A cacophony of voices from health professionals, tourism firms, city traders and taxi drivers to residents’ and tenants’ associations have all been ignored.
To their credit they all got busy and submitted an alternative plan. Here, a remodelled roundabout deals with traffic flow – and cyclists get a dedicated path set apart.
The detailed visualisation of their plan is impressive – if the council were to look at it – which I suspect they won’t.
It’s sad to say that Serena Burt’s speech may as well have counted as a five-minute break for our assembled councillors.
With glazed expressions, their minds were already made-up (or should I say their minds had been “instructed”).
Our one and only independent city councillor Bridget Fishleigh made a valiant attempt to urge that council view an EIA as an eminently sensible safeguard and ponder for a moment that party political rivalries should play no part in this.

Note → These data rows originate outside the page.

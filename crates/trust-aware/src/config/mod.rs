use std::env;
use std::fmt;
use std::net::{IpAddr, SocketAddr};

use crate::analysis::{AnalysisSettings, DEFAULT_MAX_TEXT_CHARS};
use crate::policy::{DecisionConfig, InvalidInput, DEFAULT_CONFIDENCE_THRESHOLD};

/// Distinguishes runtime behavior for different stages of the service.
#[derive(Debug, Clone, Copy, PartialEq, Eq)]
pub enum AppEnvironment {
    Development,
    Test,
    Production,
}

impl AppEnvironment {
    fn from_str(value: &str) -> Self {
        match value.trim().to_ascii_lowercase().as_str() {
            "prod" | "production" => Self::Production,
            "test" | "ci" => Self::Test,
            _ => Self::Development,
        }
    }
}

/// Top-level configuration for the application.
#[derive(Debug, Clone)]
pub struct AppConfig {
    pub environment: AppEnvironment,
    pub server: ServerConfig,
    pub telemetry: TelemetryConfig,
    pub policy: PolicyConfig,
}

impl AppConfig {
    pub fn load() -> Result<Self, ConfigError> {
        dotenvy::dotenv().ok();

        let environment = AppEnvironment::from_str(
            &env::var("APP_ENV").unwrap_or_else(|_| "development".to_string()),
        );

        let host = env::var("APP_HOST").unwrap_or_else(|_| "127.0.0.1".to_string());
        let port = env::var("APP_PORT")
            .unwrap_or_else(|_| "3000".to_string())
            .parse::<u16>()
            .map_err(|_| ConfigError::InvalidPort)?;

        let log_level = env::var("APP_LOG_LEVEL").unwrap_or_else(|_| "info".to_string());

        let confidence_threshold = match env::var("APP_CONFIDENCE_THRESHOLD") {
            Ok(raw) => {
                let value = raw
                    .trim()
                    .parse::<f64>()
                    .map_err(|_| ConfigError::InvalidConfidenceThreshold { raw: raw.clone() })?;
                DecisionConfig::with_confidence_threshold(value)
                    .map_err(|source| ConfigError::ConfidenceThresholdOutOfRange { source })?;
                value
            }
            Err(_) => DEFAULT_CONFIDENCE_THRESHOLD,
        };

        let max_text_chars = match env::var("APP_MAX_TEXT_CHARS") {
            Ok(raw) => raw
                .trim()
                .parse::<usize>()
                .ok()
                .filter(|limit| *limit > 0)
                .ok_or(ConfigError::InvalidMaxTextChars)?,
            Err(_) => DEFAULT_MAX_TEXT_CHARS,
        };

        Ok(Self {
            environment,
            server: ServerConfig { host, port },
            telemetry: TelemetryConfig { log_level },
            policy: PolicyConfig {
                confidence_threshold,
                max_text_chars,
            },
        })
    }
}

/// Settings controlling the HTTP server binding.
#[derive(Debug, Clone)]
pub struct ServerConfig {
    pub host: String,
    pub port: u16,
}

impl ServerConfig {
    pub fn socket_addr(&self) -> Result<SocketAddr, ConfigError> {
        if self.host.eq_ignore_ascii_case("localhost") {
            return Ok(SocketAddr::new(IpAddr::from([127, 0, 0, 1]), self.port));
        }

        let ip: IpAddr = self
            .host
            .parse()
            .map_err(|source| ConfigError::InvalidHost { source })?;

        Ok(SocketAddr::new(ip, self.port))
    }
}

/// Tracing controls.
#[derive(Debug, Clone)]
pub struct TelemetryConfig {
    pub log_level: String,
}

/// Service-wide defaults for the decision policy.
#[derive(Debug, Clone, Copy, PartialEq)]
pub struct PolicyConfig {
    pub confidence_threshold: f64,
    pub max_text_chars: usize,
}

impl PolicyConfig {
    pub fn analysis_settings(&self) -> AnalysisSettings {
        AnalysisSettings {
            default_confidence_threshold: self.confidence_threshold,
            max_text_chars: self.max_text_chars,
        }
    }
}

#[derive(Debug)]
pub enum ConfigError {
    InvalidPort,
    InvalidHost { source: std::net::AddrParseError },
    InvalidConfidenceThreshold { raw: String },
    ConfidenceThresholdOutOfRange { source: InvalidInput },
    InvalidMaxTextChars,
}

impl fmt::Display for ConfigError {
    fn fmt(&self, f: &mut fmt::Formatter<'_>) -> fmt::Result {
        match self {
            ConfigError::InvalidPort => write!(f, "APP_PORT must be a valid u16"),
            ConfigError::InvalidHost { .. } => {
                write!(f, "APP_HOST must parse to an IPv4 or IPv6 address")
            }
            ConfigError::InvalidConfidenceThreshold { raw } => {
                write!(f, "APP_CONFIDENCE_THRESHOLD '{raw}' is not a number")
            }
            ConfigError::ConfidenceThresholdOutOfRange { .. } => {
                write!(f, "APP_CONFIDENCE_THRESHOLD must be within [0, 1]")
            }
            ConfigError::InvalidMaxTextChars => {
                write!(f, "APP_MAX_TEXT_CHARS must be a positive integer")
            }
        }
    }
}

impl std::error::Error for ConfigError {
    fn source(&self) -> Option<&(dyn std::error::Error + 'static)> {
        match self {
            ConfigError::InvalidHost { source } => Some(source),
            ConfigError::ConfidenceThresholdOutOfRange { source } => Some(source),
            ConfigError::InvalidPort
            | ConfigError::InvalidConfidenceThreshold { .. }
            | ConfigError::InvalidMaxTextChars => None,
        }
    }
}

It was not to be. There are councillors out there that I applaud as hardworking and diligent. But this made it all the more eerie to watch them toe the party line.
And so, despite a clear risk that traffic congestion will cause air pollution, a Green Party elder proclaims that there is no legal requirement for an EIA and his councillors applaud while Labour councillors nodded. Is this the new “collaborative” approach?
At the same full council meeting a completely different issue generated the kind of cross-party unity that seems only to arise after the council has bungled something.
After an impassioned deputation slamming council failure, the new administration switched to “mea culpa” mode.
Readers will be aware of the scandal of a cost-cutting home to school transport contract that has had devastating consequences for some of the city’s most vulnerable children.
The council spoke of how vital it was that “we learn from what went wrong and make changes for the future”, how it needed to “rebuild trust”, how “we will not rest until this situation is completely resolved”.
Is “mea culpa” how a botched final phase to Valley Gardens will end?
In a few years from now will the scandal of a valley of poisoned air and blighted local economy end with council leaders earnestly proclaiming “full recognition of the problems”?
Seems so. And all for the sake of a decision in October 2019 to pass up the opportunity to carry out an environmental impact assessment.
Adrian Hart is a neighbourhood activist living in east Brighton. He is author of That’s Racist! – How the regulation of speech and thought divides us all. He ran as a neighbourhood non-party alternative in the May local elections.
Probably the same reason why the total Glyphosate ban has been pushed through – even though the council only agreed to reduce spraying, and the promised park-and-ride included in the Labour manifesto seems to have been “quietly” cancelled.
As I understand it, as part of the deal that the Greens made with Labour, a number of their policies and projects are being pushed through without full council review in return for supporting Labour.
Any semblance of open discussions and decision making and the councillors representing the residents that elected them and supporting the local economy have disappeared.
This can also be seen by the council jumping on the “climate emergency” and “zero carbon” band wagon and throwing our money at various schemes that seem to have no defined benefits for the city as a whole other than “we must do something, this is something, let’s do it”.
What a terrible legacy the Greens and Labour will leave us.Similar to Green Council leader Kitkat who left after initiating the ruination of our roads.Causing permanent gridlock and an increase in exhaust fumes.I believe he has now got a high flying well paid job somewhere in Essex.Same will happen to the current lot of selfish Councillors.